За несколько дней до его внезапной смерти мы встретились с Лёвой в доме нашего общего знакомого на каком-то юбилее. Лёва опоздал немного, извинился и, тяжело опираясь на палку, сел рядом со мной. Лицо его осунулось, под глазами были темные круги, а на лбу появились незнакомые мне морщинки. Я шутливо спросила: "А почему у тебя сердитки на лбу?". Он вздохнул и на полном серьезе сказал: "Чуть не помер вчера ночью...". "О Боже, зачем ты так все гиперболизируешь?", – сказала я и услышала в ответ: "К сожалению, нет". Остаток вечера он был молчалив и угрюм.
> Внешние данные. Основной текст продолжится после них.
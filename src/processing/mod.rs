//! Resume processing: structure model, section parsing, keyword corpus,
//! coverage analysis and rendering

pub mod document;
pub mod parser;
pub mod profile;
pub mod corpus;
pub mod corpus_builder;
pub mod coverage;
pub mod renderer;

pub use corpus::{Keyword, KeywordCorpus};
pub use corpus_builder::{CorpusBuilder, KeywordCount, Priority, TOP_KEYWORDS};
pub use coverage::{CoverageAnalyzer, CoverageReport, SectionHits};
pub use document::{ResumeStructure, Section};
pub use parser::{ParsePolicy, SectionParser};
pub use profile::{AliasTable, RenderProfile, SectionOrder};
pub use renderer::StructureRenderer;
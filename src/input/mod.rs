//! Input processing module
//! Handles format detection and text extraction for resume documents

pub mod file_detector;
pub mod text_extractor;
pub mod manager;

pub use file_detector::DocumentFormat;
pub use manager::{DocumentLoader, RawDocument};
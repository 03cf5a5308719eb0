//! Resume structure: named sections of content items

use serde::{Deserialize, Serialize};

/// Reserved section holding everything before the first heading.
pub const HEADER: &str = "Header";

/// Section that receives injected keywords.
pub const KEYWORDS: &str = "Keywords";

#[derive(Debug, Clone, PartialEq, Eq, Serialize, Deserialize)]
pub struct Section {
    pub name: String,
    pub items: Vec<String>,
}

impl Section {
    pub fn new(name: impl Into<String>) -> Self {
        Self {
            name: name.into(),
            items: Vec::new(),
        }
    }

    pub fn with_items<I, S>(name: impl Into<String>, items: I) -> Self
    where
        I: IntoIterator<Item = S>,
        S: Into<String>,
    {
        let mut section = Self::new(name);
        for item in items {
            section.push_item(item);
        }
        section
    }

    /// Append an item; blank items are ignored.
    pub fn push_item(&mut self, item: impl Into<String>) {
        let item = item.into();
        if !item.trim().is_empty() {
            self.items.push(item);
        }
    }

    pub fn is_empty(&self) -> bool {
        self.items.is_empty()
    }

    pub fn is_header(&self) -> bool {
        self.name == HEADER
    }

    /// Items joined with newlines, the unit keyword matching runs against.
    pub fn joined(&self) -> String {
        self.items.join("\n")
    }
}

/// Sections keyed by name, kept in insertion order.
#[derive(Debug, Clone, Default, PartialEq, Eq, Serialize, Deserialize)]
#[serde(from = "Vec<Section>", into = "Vec<Section>")]
pub struct ResumeStructure {
    sections: Vec<Section>,
}

impl ResumeStructure {
    pub fn new() -> Self {
        Self::default()
    }

    pub fn len(&self) -> usize {
        self.sections.len()
    }

    pub fn is_empty(&self) -> bool {
        self.sections.is_empty()
    }

    pub fn sections(&self) -> &[Section] {
        &self.sections
    }

    pub fn names(&self) -> impl Iterator<Item = &str> {
        self.sections.iter().map(|s| s.name.as_str())
    }

    pub fn get(&self, name: &str) -> Option<&Section> {
        self.sections.iter().find(|s| s.name == name)
    }

    pub fn contains(&self, name: &str) -> bool {
        self.get(name).is_some()
    }

    /// Existing section with this name, or a new empty one appended at the end.
    pub fn entry_or_insert(&mut self, name: &str) -> &mut Section {
        let index = match self.sections.iter().position(|s| s.name == name) {
            Some(index) => index,
            None => {
                self.sections.push(Section::new(name));
                self.sections.len() - 1
            }
        };
        &mut self.sections[index]
    }

    /// Text of every section, one item per line, in section order.
    pub fn text(&self) -> String {
        self.sections
            .iter()
            .map(Section::joined)
            .collect::<Vec<_>>()
            .join("\n")
    }

    /// Drop sections without items.
    pub fn prune_empty(&mut self) {
        self.sections.retain(|s| !s.is_empty());
    }
}

impl FromIterator<Section> for ResumeStructure {
    /// Builds a structure, merging items of repeated names into the first occurrence.
    fn from_iter<T: IntoIterator<Item = Section>>(iter: T) -> Self {
        let mut structure = ResumeStructure::new();
        for section in iter {
            structure
                .entry_or_insert(&section.name)
                .items
                .extend(section.items);
        }
        structure
    }
}

impl From<Vec<Section>> for ResumeStructure {
    /// Edited structures come back through here, so blank items are dropped,
    /// repeated names merged and emptied sections removed.
    fn from(sections: Vec<Section>) -> Self {
        let mut structure: ResumeStructure = sections
            .into_iter()
            .map(|section| Section::with_items(section.name, section.items))
            .collect();
        structure.prune_empty();
        structure
    }
}

impl From<ResumeStructure> for Vec<Section> {
    fn from(structure: ResumeStructure) -> Self {
        structure.sections
    }
}

#[cfg(test)]
mod tests {
    use super::*;

    #[test]
    fn test_blank_items_are_ignored() {
        let section = Section::with_items("Technical Skills", ["Rust", "  ", "", "SQL"]);
        assert_eq!(section.items, vec!["Rust", "SQL"]);
        assert_eq!(section.joined(), "Rust\nSQL");
    }

    #[test]
    fn test_names_stay_unique() {
        let structure: ResumeStructure = vec![
            Section::with_items("Skills", ["Python"]),
            Section::with_items("Education", ["BSc"]),
            Section::with_items("Skills", ["Go"]),
        ]
        .into_iter()
        .collect();

        assert_eq!(structure.names().collect::<Vec<_>>(), vec!["Skills", "Education"]);
        assert_eq!(structure.get("Skills").unwrap().items, vec!["Python", "Go"]);
    }

    #[test]
    fn test_text_and_pruning() {
        let mut structure: ResumeStructure = vec![
            Section::with_items(HEADER, ["Jane Doe"]),
            Section::with_items("Technical Skills", ["Rust", "SQL"]),
        ]
        .into_iter()
        .collect();
        assert_eq!(structure.text(), "Jane Doe\nRust\nSQL");

        structure.entry_or_insert("Projects");
        assert!(structure.contains("Projects"));
        structure.prune_empty();
        assert!(!structure.contains("Projects"));
        assert_eq!(structure.len(), 2);
    }

    #[test]
    fn test_json_shape_is_a_section_list() {
        let structure: ResumeStructure = vec![Section::with_items(HEADER, ["Jane Doe"])]
            .into_iter()
            .collect();
        let json = serde_json::to_string(&structure).unwrap();
        assert_eq!(json, r#"[{"name":"Header","items":["Jane Doe"]}]"#);

        let back: ResumeStructure = serde_json::from_str(&json).unwrap();
        assert_eq!(back, structure);
    }

    #[test]
    fn test_edited_json_is_normalized() {
        let json = r#"[
            {"name": "Skills", "items": ["Rust", "   "]},
            {"name": "Skills", "items": ["Go"]}
        ]"#;
        let structure: ResumeStructure = serde_json::from_str(json).unwrap();
        assert_eq!(structure.len(), 1);
        assert_eq!(structure.get("Skills").unwrap().items, vec!["Rust", "Go"]);
    }
}
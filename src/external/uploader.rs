//! Publishing of generated artifacts to a fixed destination

use crate::error::{Result, ResumeTailorError};
use log::info;
use serde::Serialize;
use std::fs;
use std::io;
use std::path::{Path, PathBuf};
use tempfile::NamedTempFile;

#[derive(Debug, Clone, PartialEq, Eq, Serialize)]
pub struct UploadReceipt {
    pub destination: PathBuf,
    /// False when an artifact of the same name was replaced.
    pub created: bool,
}

pub trait Uploader {
    /// Publish `artifact` under its file name. Publishing the same name again
    /// updates the earlier copy.
    fn upload(&self, artifact: &Path) -> Result<UploadReceipt>;
}

/// Publishes into a local or mounted directory.
#[derive(Debug, Clone)]
pub struct DirectoryUploader {
    destination: PathBuf,
}

impl DirectoryUploader {
    pub fn new(destination: impl Into<PathBuf>) -> Self {
        Self {
            destination: destination.into(),
        }
    }

    pub fn destination(&self) -> &Path {
        &self.destination
    }

    fn publish(&self, artifact: &Path, target: &Path) -> io::Result<()> {
        fs::create_dir_all(&self.destination)?;
        let mut staged = NamedTempFile::new_in(&self.destination)?;
        let mut source = fs::File::open(artifact)?;
        io::copy(&mut source, staged.as_file_mut())?;
        staged.as_file().sync_all()?;
        staged.persist(target).map_err(|e| e.error)?;
        Ok(())
    }
}

impl Uploader for DirectoryUploader {
    fn upload(&self, artifact: &Path) -> Result<UploadReceipt> {
        let file_name = artifact.file_name().ok_or_else(|| {
            ResumeTailorError::InvalidInput(format!("no file name in {}", artifact.display()))
        })?;
        let target = self.destination.join(file_name);
        let created = !target.exists();

        self.publish(artifact, &target).map_err(|e| {
            ResumeTailorError::external_tool("upload", format!("{}: {}", target.display(), e))
        })?;

        info!(
            "{} {}",
            if created { "Uploaded" } else { "Updated" },
            target.display()
        );
        Ok(UploadReceipt {
            destination: target,
            created,
        })
    }
}
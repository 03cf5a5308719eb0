//! Coverage reports: metadata plus formatters for console and JSON output

use crate::config::OutputFormat;
use crate::error::{Result, ResumeTailorError};
use crate::processing::{CoverageReport, Keyword};
use chrono::{DateTime, Utc};
use colored::{Color, Colorize};
use serde::{Deserialize, Serialize};
use std::path::{Path, PathBuf};

/// Coverage results for one resume against one role.
#[derive(Debug, Clone, Serialize, Deserialize)]
pub struct KeywordReport {
    pub metadata: ReportMetadata,
    pub coverage: CoverageReport,
}

#[derive(Debug, Clone, Serialize, Deserialize)]
pub struct ReportMetadata {
    pub generated_at: DateTime<Utc>,
    pub resume: PathBuf,
    pub role: Option<String>,
    /// Keywords in the corpus after weight filtering.
    pub corpus_size: usize,
    /// Keywords long enough to take part in scoring.
    pub scorable_keywords: usize,
}

impl KeywordReport {
    pub fn new(resume: &Path, role: Option<&str>, corpus_size: usize, scorable_keywords: usize, coverage: CoverageReport) -> Self {
        Self {
            metadata: ReportMetadata {
                generated_at: Utc::now(),
                resume: resume.to_path_buf(),
                role: role.map(str::to_string),
                corpus_size,
                scorable_keywords,
            },
            coverage,
        }
    }
}

pub trait ReportFormatter {
    fn format_report(&self, report: &KeywordReport) -> Result<String>;
    fn supports_format(&self) -> OutputFormat;
}

pub struct ConsoleFormatter {
    use_colors: bool,
    /// Number of missing keywords listed before truncating.
    missing_limit: usize,
}

pub struct JsonFormatter {
    pretty: bool,
}

impl ConsoleFormatter {
    pub fn new(use_colors: bool) -> Self {
        Self {
            use_colors,
            missing_limit: 25,
        }
    }

    pub fn with_missing_limit(mut self, limit: usize) -> Self {
        self.missing_limit = limit;
        self
    }

    fn colorize(&self, text: &str, color: Color) -> String {
        if self.use_colors {
            text.color(color).to_string()
        } else {
            text.to_string()
        }
    }

    fn format_header(&self, title: &str) -> String {
        if self.use_colors {
            format!("\n{}\n", title.color(Color::Blue).bold())
        } else {
            format!("\n{}\n", title)
        }
    }

    fn coverage_color(percentage: f64) -> Color {
        match percentage {
            p if p >= 75.0 => Color::Green,
            p if p >= 50.0 => Color::Yellow,
            _ => Color::Red,
        }
    }

    fn keyword_list(keywords: &[Keyword], limit: usize) -> String {
        let mut listed: Vec<String> = keywords
            .iter()
            .take(limit)
            .map(|k| format!("{} ({})", k.text, k.weight))
            .collect();
        if keywords.len() > limit {
            listed.push(format!("... and {} more", keywords.len() - limit));
        }
        listed.join(", ")
    }
}

impl ReportFormatter for ConsoleFormatter {
    fn format_report(&self, report: &KeywordReport) -> Result<String> {
        let coverage = &report.coverage;
        let metadata = &report.metadata;
        let mut output = String::new();

        output.push_str(&self.format_header("KEYWORD COVERAGE"));
        output.push_str(&format!(
            "Resume: {}\nRole: {}\nGenerated: {}\n",
            metadata.resume.display(),
            metadata.role.as_deref().unwrap_or("-"),
            metadata.generated_at.format("%Y-%m-%d %H:%M:%S UTC")
        ));

        if metadata.scorable_keywords == 0 {
            output.push_str(&format!(
                "\n{}\n",
                self.colorize("No keywords available for this role", Color::Yellow)
            ));
            return Ok(output);
        }

        let percentage = format!("{:.1}%", coverage.percentage);
        output.push_str(&format!(
            "\nCoverage: {} ({} of {} keywords)\n",
            self.colorize(&percentage, Self::coverage_color(coverage.percentage)),
            coverage.found.len(),
            metadata.scorable_keywords
        ));

        if !coverage.found.is_empty() {
            output.push_str(&self.format_header("Found"));
            output.push_str(&Self::keyword_list(&coverage.found, usize::MAX));
            output.push('\n');
        }

        if !coverage.missing.is_empty() {
            output.push_str(&self.format_header("Missing"));
            output.push_str(&self.colorize(
                &Self::keyword_list(&coverage.missing, self.missing_limit),
                Color::Red,
            ));
            output.push('\n');
        }

        if !coverage.distribution.is_empty() {
            output.push_str(&self.format_header("By section"));
            for hits in &coverage.distribution {
                output.push_str(&format!(
                    "  {} [{}]: {}\n",
                    self.colorize(&hits.section, Color::Cyan),
                    hits.count,
                    hits.keywords.join(", ")
                ));
            }
        }

        Ok(output)
    }

    fn supports_format(&self) -> OutputFormat {
        OutputFormat::Console
    }
}

impl JsonFormatter {
    pub fn new(pretty: bool) -> Self {
        Self { pretty }
    }
}

impl ReportFormatter for JsonFormatter {
    fn format_report(&self, report: &KeywordReport) -> Result<String> {
        if self.pretty {
            Ok(serde_json::to_string_pretty(report)?)
        } else {
            Ok(serde_json::to_string(report)?)
        }
    }

    fn supports_format(&self) -> OutputFormat {
        OutputFormat::Json
    }
}

pub struct ReportGenerator {
    console_formatter: ConsoleFormatter,
    json_formatter: JsonFormatter,
}

impl ReportGenerator {
    pub fn new() -> Self {
        Self::with_options(true, true)
    }

    pub fn with_options(use_colors: bool, pretty_json: bool) -> Self {
        Self {
            console_formatter: ConsoleFormatter::new(use_colors),
            json_formatter: JsonFormatter::new(pretty_json),
        }
    }

    /// Cap on missing keywords listed by the console report.
    pub fn with_missing_limit(self, limit: usize) -> Self {
        Self {
            console_formatter: self.console_formatter.with_missing_limit(limit),
            ..self
        }
    }

    pub fn generate_report(&self, report: &KeywordReport, format: &OutputFormat) -> Result<String> {
        match format {
            OutputFormat::Console => self.console_formatter.format_report(report),
            OutputFormat::Json => self.json_formatter.format_report(report),
        }
    }
}

impl Default for ReportGenerator {
    fn default() -> Self {
        Self::new()
    }
}

pub fn save_report_to_file(content: &str, file_path: &Path) -> Result<()> {
    let write_error = |source| ResumeTailorError::OutputWrite {
        path: file_path.to_path_buf(),
        source,
    };
    if let Some(parent) = file_path.parent().filter(|p| !p.as_os_str().is_empty()) {
        std::fs::create_dir_all(parent).map_err(write_error)?;
    }
    std::fs::write(file_path, content).map_err(write_error)?;
    Ok(())
}

/// Where a report asked to be saved at `save` goes: into a timestamped file
/// named after the resume when `save` is a directory, else `save` itself.
pub fn resolve_report_path(save: &Path, format: &OutputFormat, resume: &Path) -> PathBuf {
    if save.is_dir() {
        save.join(suggest_filename(format, resume, true))
    } else {
        save.to_path_buf()
    }
}

pub fn suggest_filename(format: &OutputFormat, resume: &Path, timestamp: bool) -> String {
    let base_name = resume
        .file_stem()
        .map(|s| s.to_string_lossy().into_owned())
        .unwrap_or_else(|| "resume".to_string());

    let timestamp_suffix = if timestamp {
        format!("_{}", Utc::now().format("%Y%m%d_%H%M%S"))
    } else {
        String::new()
    };

    match format {
        OutputFormat::Console => format!("{}_coverage{}.txt", base_name, timestamp_suffix),
        OutputFormat::Json => format!("{}_coverage{}.json", base_name, timestamp_suffix),
    }
}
А через несколько дней, не дожив одного дня до весны, Лёва скончался. Утром в день похорон мы с мужем уже были в его доме, где собрались все его многочисленные друзья и знакомые. Я не решилась взглянуть на его лицо в гробу: смерть и Лёвочка казались мне несовместимыми, и мне хотелось сохранить в памяти его облик живым и подвижным.

Я плохо помню все, что происходило в этот кошмарный день. Запомнилось только обезумевшее от горя лицо его матери, милой Цили Карловны, его любимой тети Софьи Карловны почему-то с длинными распущенными волосами, и еще фигура рыдающего над гробом Бориса Милявского, повторявшего: "Всю жизнь разлучали, разлучали и разлучили..."

В моей, теперь маленькой, домашней библиотеке среди дорогих мне книг, привезенных с собою в Америку, есть почти все сборники поэзии Бориса Слуцкого – нашего соученика еще по школе и друга нашей семьи почти до последних лет жизни поэта. Есть там и маленькая книжечка "Время", 1959 года издания, с дарственной надписью: "Лёве Лившицу от старого друга. Борис Слуцкий". Эту книжечку подарила мне после смерти Лёвы его мать, когда большая библиотека сына пошла на поток, на распродажу. Циля Карловна знала, что имена Лёвы и Бориса навсегда соединятся и сохранятся в памяти. И она не ошиблась.